Computational Thinking or Computational Teamwork?
Blog @ CACM, April 13
Equity goals for computer science education should not neglect the importance of excellence in project-based teamwork. Not only would such a focus on computational teamwork make CS more attractive and approachable among a broad diversity of students and their teachers, but also it would better prepare them for CS roles in the business world. This would require a change to the conventional approach, which now starts in the early years with teaching students about Computational Thinking (CT), which is often described learning the thought processes of a computer scientist without necessarily learning how to write code. After all, in the future, all highly paid work will involve teams of people working in partnership with distributed computing processes to create new value.
Computational Teamwork (CT) can be defined as the art of designing processes that enable hybrid teams of people and machines to work together effectively, efficiently, and ethically.

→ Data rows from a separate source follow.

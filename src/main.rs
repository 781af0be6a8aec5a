use clap::{Parser, Subcommand};
use slide_deck::{config, deck, output};
use std::path::PathBuf;
use std::process::ExitCode;
use tracing_subscriber::{EnvFilter, fmt, prelude::*};

#[derive(Parser)]
#[command(name = "slide-deck")]
#[command(about = "Assemble a self-contained HTML slide deck from text lists and screenshots")]
#[command(long_about = "\
Assemble a self-contained HTML slide deck from text lists and screenshots

The template is your own HTML. Sections are filled between region markers,
single values are filled into slots, and every other byte is kept as is.

Source directory:

  deck/
  ├── config.toml                  # Optional, see 'slide-deck gen-config'
  ├── template.html                # Never modified by build
  ├── October Achievements.txt     # One item per line: name -- category
  ├── November Plans.txt
  ├── notCompleted.txt             # Optional
  ├── timeline.txt                 # Optional: date -- event
  └── images/
      ├── 01_01_Login page.png     # group 01, first image
      ├── 01_02_Login page.png
      ├── Reports-1.png            # label-sequence form
      ├── background.jpg           # background slot
      └── TeamMember-01.jpg        # team region, paired with [team].members

Template markers:

  <!-- deck:accomplished --> ... <!-- /deck:accomplished -->
  <title data-slot=\"title\">...</title>
  --bg: /*slot:background*/none/*/slot*/;

The output is written next to the sources as <Label>-KPI.html, where
<Label> is the first capitalized word of the achievements file name.

Run 'slide-deck gen-config' to generate a documented config.toml.")]
#[command(version)]
struct Cli {
    /// Directory holding the template, text sources and config.toml
    #[arg(long, default_value = ".", global = true)]
    source: PathBuf,

    /// Show debug logging (RUST_LOG overrides)
    #[arg(long, short, global = true)]
    verbose: bool,

    #[command(subcommand)]
    command: Command,
}

#[derive(Subcommand)]
enum Command {
    /// Run the full pipeline and write the deck
    Build {
        /// Template file [default: <source>/<template.file>]
        #[arg(long)]
        template: Option<PathBuf>,
        /// Output file [default: <source>/<Label>-KPI.html]
        #[arg(long)]
        output: Option<PathBuf>,
        /// Image directory [default: <source>/<images.dir>]
        #[arg(long)]
        images: Option<PathBuf>,
    },
    /// Parse sources and match images without writing anything
    Check {
        /// Image directory [default: <source>/<images.dir>]
        #[arg(long)]
        images: Option<PathBuf>,
        /// Print the report as JSON
        #[arg(long)]
        json: bool,
    },
    /// Replace the template with a reviewed generated deck
    Promote {
        /// Generated deck to promote
        generated: PathBuf,
        /// Template file [default: <source>/<template.file>]
        #[arg(long)]
        template: Option<PathBuf>,
    },
    /// Print a stock config.toml with all options documented
    GenConfig,
}

fn main() -> ExitCode {
    let cli = Cli::parse();
    init_logging(cli.verbose);

    match run(cli) {
        Ok(()) => ExitCode::SUCCESS,
        Err(err) => {
            eprintln!("error: {err}");
            ExitCode::FAILURE
        }
    }
}

fn run(cli: Cli) -> Result<(), Box<dyn std::error::Error>> {
    match cli.command {
        Command::Build {
            template,
            output: output_path,
            images,
        } => {
            let config = deck::load_config(&cli.source)?;
            let paths = deck::DeckPaths::new(&cli.source, &config)
                .with_template(template)
                .with_images(images);
            let summary = deck::build(&paths, output_path.as_deref(), &config)?;
            output::print_build_output(&summary);
        }
        Command::Check { images, json } => {
            let config = deck::load_config(&cli.source)?;
            let paths = deck::DeckPaths::new(&cli.source, &config).with_images(images);
            let report = deck::check(&paths, &config)?;
            if json {
                println!("{}", serde_json::to_string_pretty(&report)?);
            } else {
                output::print_check_output(&report);
            }
        }
        Command::Promote {
            generated,
            template,
        } => {
            let config = deck::load_config(&cli.source)?;
            let paths = deck::DeckPaths::new(&cli.source, &config).with_template(template);
            deck::promote(&generated, &paths.template, &config)?;
            println!(
                "Promoted {} \u{2192} {}",
                generated.display(),
                paths.template.display()
            );
        }
        Command::GenConfig => {
            print!("{}", config::stock_config_toml());
        }
    }

    Ok(())
}

/// Log to stderr so the report on stdout stays pipeable.
fn init_logging(verbose: bool) {
    let default = if verbose {
        "slide_deck=debug"
    } else {
        "slide_deck=info"
    };
    let filter = EnvFilter::try_from_default_env().unwrap_or_else(|_| EnvFilter::new(default));
    tracing_subscriber::registry()
        .with(filter)
        .with(fmt::layer().with_writer(std::io::stderr).with_target(false))
        .init();
}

This definition focuses on hybridized teamwork across people and machines. To solve problems of tomorrow, future work teams will need a well-established language of how to solve challenging problems with a mix of human and AI agents. To get there, they need skills that allow them to make, monitor, and improve plans for how to engage people and machines together. This really is not what one learns in a pure computer science course. However, it can be learned in school when project-based teamwork in part of the pedagogy and computers are readily available to support learning in teams.
Contingency Plans for CS Students in Large Classes
Blog@CACM, April 5
Whether you call it online learning or emergency remote teaching, it is clear that the current COVID-19 pandemic is forcing educators to re-think and reassess the way they deliver instruction to students. Best practices are still very much in flux right now, but educators are already coming up with contingency plans for CS students in large classes. They want to make it as easy as possible for any student, regardless of learning background or financial resources, to continue with education as normal, while also building in enough flexibility to deal with potential health issues brought on by COVID-19.
Many CS departments across the United States have enormous enrollments this semester. With so many students enrolled, it is inevitable that some of these students are going to get sick before the end of the current term. Even though university students are young, some may be at-risk, or some may be taking care of ill family members. As a result, it is useful to create a contingency plan so that students have options if they became ill. This is especially important when it comes to the grading model. It is best to come up with a plan that, if exercised, would not lead to a failing grade but would result in a better grade if students stuck with the class. Such a grading model would also take into account factors such as how to deal with final projects and final exams, how to grade homework projects, and what type of documentation might be required from the student.